Entries taken from a collection
══════════════════════════════
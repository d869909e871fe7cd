// src/ie/pfcpsm_req_flags.rs

//! PFCPSM Req-Flags Information Element.

use bitflags::bitflags;
use std::io;

bitflags! {
    #[derive(Debug, Clone, Copy, PartialEq, Eq, PartialOrd, Ord, Hash, Default)]
    pub struct PfcpsmReqFlags: u8 {
        const DROBU = 1 << 0; // Bit 1: Drop Buffered Packets
        const SNDEM = 1 << 1; // Bit 2: Send End Marker
        const QAURR = 1 << 2; // Bit 3: Query All URRs
        const ISRSI = 1 << 3; // Bit 4: Inform SMF about successful retransmission
    }
}

impl PfcpsmReqFlags {
    pub fn new(flags: u8) -> Self {
        PfcpsmReqFlags::from_bits_truncate(flags)
    }

    pub fn marshal(&self) -> [u8; 1] {
        self.bits().to_be_bytes()
    }

    pub fn unmarshal(data: &[u8]) -> Result<Self, io::Error> {
        if data.is_empty() {
            return Err(io::Error::new(
                io::ErrorKind::InvalidData,
                "Not enough data for PfcpsmReqFlags",
            ));
        }
        Ok(PfcpsmReqFlags::from_bits_truncate(data[0]))
    }
}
══════════════════════════════
INSTRUCTIONS FOR THE TASK:
Each entry must be retyped exactly as it was written above.

RESULT FOR THIS EXERCISE:
repository d869909e871fe7cd
// src/ie/pfcpsm_req_flags.rs

//! PFCPSM Req-Flags Information Element.

use bitflags::bitflags;
use std::io;

bitflags! {
    #[derive(Debug, Clone, Copy, PartialEq, Eq, PartialOrd, Ord, Hash, Default)]
    pub struct PfcpsmReqFlags: u8 {
        const DROBU = 1 << 0; // Bit 1: Drop Buffered Packets
        const SNDEM = 1 << 1; // Bit 2: Send End Marker
        const QAURR = 1 << 2; // Bit 3: Query All URRs
        const ISRSI = 1 << 3; // Bit 4: Inform SMF about successful retransmission
    }
}

impl PfcpsmReqFlags {
    pub fn new(flags: u8) -> Self {
        PfcpsmReqFlags::from_bits_truncate(flags)
    }

    pub fn marshal(&self) -> [u8; 1] {
        self.bits().to_be_bytes()
    }

    pub fn unmarshal(data: &[u8]) -> Result<Self, io::Error> {
        if data.is_empty() {
            return Err(io::Error::new(
                io::ErrorKind::InvalidData,
                "Not enough data for PfcpsmReqFlags",
            ));
        }
        Ok(PfcpsmReqFlags::from_bits_truncate(data[0]))
    }
}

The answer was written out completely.